Copy out each line of the data that holds the word "Duration".

■ GIVEN RECORDS:
_ _ _ _ _
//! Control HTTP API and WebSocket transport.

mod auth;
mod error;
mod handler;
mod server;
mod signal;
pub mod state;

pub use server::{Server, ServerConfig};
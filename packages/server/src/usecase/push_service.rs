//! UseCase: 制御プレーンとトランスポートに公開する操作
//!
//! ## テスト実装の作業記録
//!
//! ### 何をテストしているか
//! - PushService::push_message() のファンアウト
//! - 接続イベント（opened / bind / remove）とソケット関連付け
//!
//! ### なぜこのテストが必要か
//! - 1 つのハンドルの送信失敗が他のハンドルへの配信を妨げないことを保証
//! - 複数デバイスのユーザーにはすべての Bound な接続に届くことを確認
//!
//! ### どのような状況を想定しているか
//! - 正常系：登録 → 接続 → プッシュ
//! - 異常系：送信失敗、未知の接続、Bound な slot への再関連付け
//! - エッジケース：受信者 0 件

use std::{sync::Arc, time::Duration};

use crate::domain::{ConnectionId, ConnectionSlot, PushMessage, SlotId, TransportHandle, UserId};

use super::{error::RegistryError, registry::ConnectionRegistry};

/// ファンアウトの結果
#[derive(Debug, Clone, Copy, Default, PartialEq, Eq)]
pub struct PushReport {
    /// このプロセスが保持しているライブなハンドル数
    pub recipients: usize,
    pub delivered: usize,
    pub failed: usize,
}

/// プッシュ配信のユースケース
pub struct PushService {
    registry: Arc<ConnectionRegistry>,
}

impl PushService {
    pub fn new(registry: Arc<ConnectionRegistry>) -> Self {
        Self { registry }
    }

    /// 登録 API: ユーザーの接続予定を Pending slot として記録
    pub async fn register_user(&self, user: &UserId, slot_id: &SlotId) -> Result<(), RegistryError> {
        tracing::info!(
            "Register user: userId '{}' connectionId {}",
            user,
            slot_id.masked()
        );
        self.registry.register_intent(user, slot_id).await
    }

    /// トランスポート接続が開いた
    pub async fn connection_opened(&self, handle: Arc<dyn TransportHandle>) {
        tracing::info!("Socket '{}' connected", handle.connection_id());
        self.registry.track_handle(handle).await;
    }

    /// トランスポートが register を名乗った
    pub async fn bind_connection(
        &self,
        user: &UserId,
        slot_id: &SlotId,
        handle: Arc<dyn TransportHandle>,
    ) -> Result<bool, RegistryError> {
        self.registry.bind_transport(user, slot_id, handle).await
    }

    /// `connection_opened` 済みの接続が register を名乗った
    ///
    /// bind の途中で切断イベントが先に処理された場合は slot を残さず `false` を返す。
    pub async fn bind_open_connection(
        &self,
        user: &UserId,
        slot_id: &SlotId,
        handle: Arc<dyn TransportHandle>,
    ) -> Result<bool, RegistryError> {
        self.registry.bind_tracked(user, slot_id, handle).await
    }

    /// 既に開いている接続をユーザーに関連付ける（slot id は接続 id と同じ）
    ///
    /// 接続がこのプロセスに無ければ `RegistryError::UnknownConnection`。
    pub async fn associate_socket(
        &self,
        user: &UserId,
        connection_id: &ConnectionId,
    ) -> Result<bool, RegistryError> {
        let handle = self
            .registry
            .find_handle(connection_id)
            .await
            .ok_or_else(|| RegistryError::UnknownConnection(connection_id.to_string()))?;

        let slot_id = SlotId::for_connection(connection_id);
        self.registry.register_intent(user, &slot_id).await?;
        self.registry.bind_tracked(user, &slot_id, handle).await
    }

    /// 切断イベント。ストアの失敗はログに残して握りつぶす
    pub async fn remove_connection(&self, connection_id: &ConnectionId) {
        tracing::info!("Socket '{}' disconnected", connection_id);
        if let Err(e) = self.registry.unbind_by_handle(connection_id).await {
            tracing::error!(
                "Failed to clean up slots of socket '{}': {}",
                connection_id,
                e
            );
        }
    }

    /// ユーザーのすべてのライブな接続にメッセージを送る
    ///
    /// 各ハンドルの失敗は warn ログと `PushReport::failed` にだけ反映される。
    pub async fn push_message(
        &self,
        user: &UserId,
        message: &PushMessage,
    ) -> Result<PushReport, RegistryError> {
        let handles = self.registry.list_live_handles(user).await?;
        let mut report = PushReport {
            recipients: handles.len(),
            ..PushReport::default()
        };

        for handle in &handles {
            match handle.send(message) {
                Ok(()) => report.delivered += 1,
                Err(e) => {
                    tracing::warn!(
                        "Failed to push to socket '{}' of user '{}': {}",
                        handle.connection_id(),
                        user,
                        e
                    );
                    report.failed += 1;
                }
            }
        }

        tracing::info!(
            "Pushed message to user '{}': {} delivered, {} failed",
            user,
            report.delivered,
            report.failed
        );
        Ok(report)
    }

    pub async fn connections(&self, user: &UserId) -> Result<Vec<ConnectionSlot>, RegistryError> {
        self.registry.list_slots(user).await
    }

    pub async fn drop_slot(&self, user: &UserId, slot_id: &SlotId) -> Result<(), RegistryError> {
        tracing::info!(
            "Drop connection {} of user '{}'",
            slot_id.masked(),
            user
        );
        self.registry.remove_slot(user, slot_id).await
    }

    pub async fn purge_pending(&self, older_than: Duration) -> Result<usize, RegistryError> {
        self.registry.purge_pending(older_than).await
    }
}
_ _ _ _ _
■ ANSWER SPACE:
use std::{sync::Arc, time::Duration};
    pub async fn purge_pending(&self, older_than: Duration) -> Result<usize, RegistryError> {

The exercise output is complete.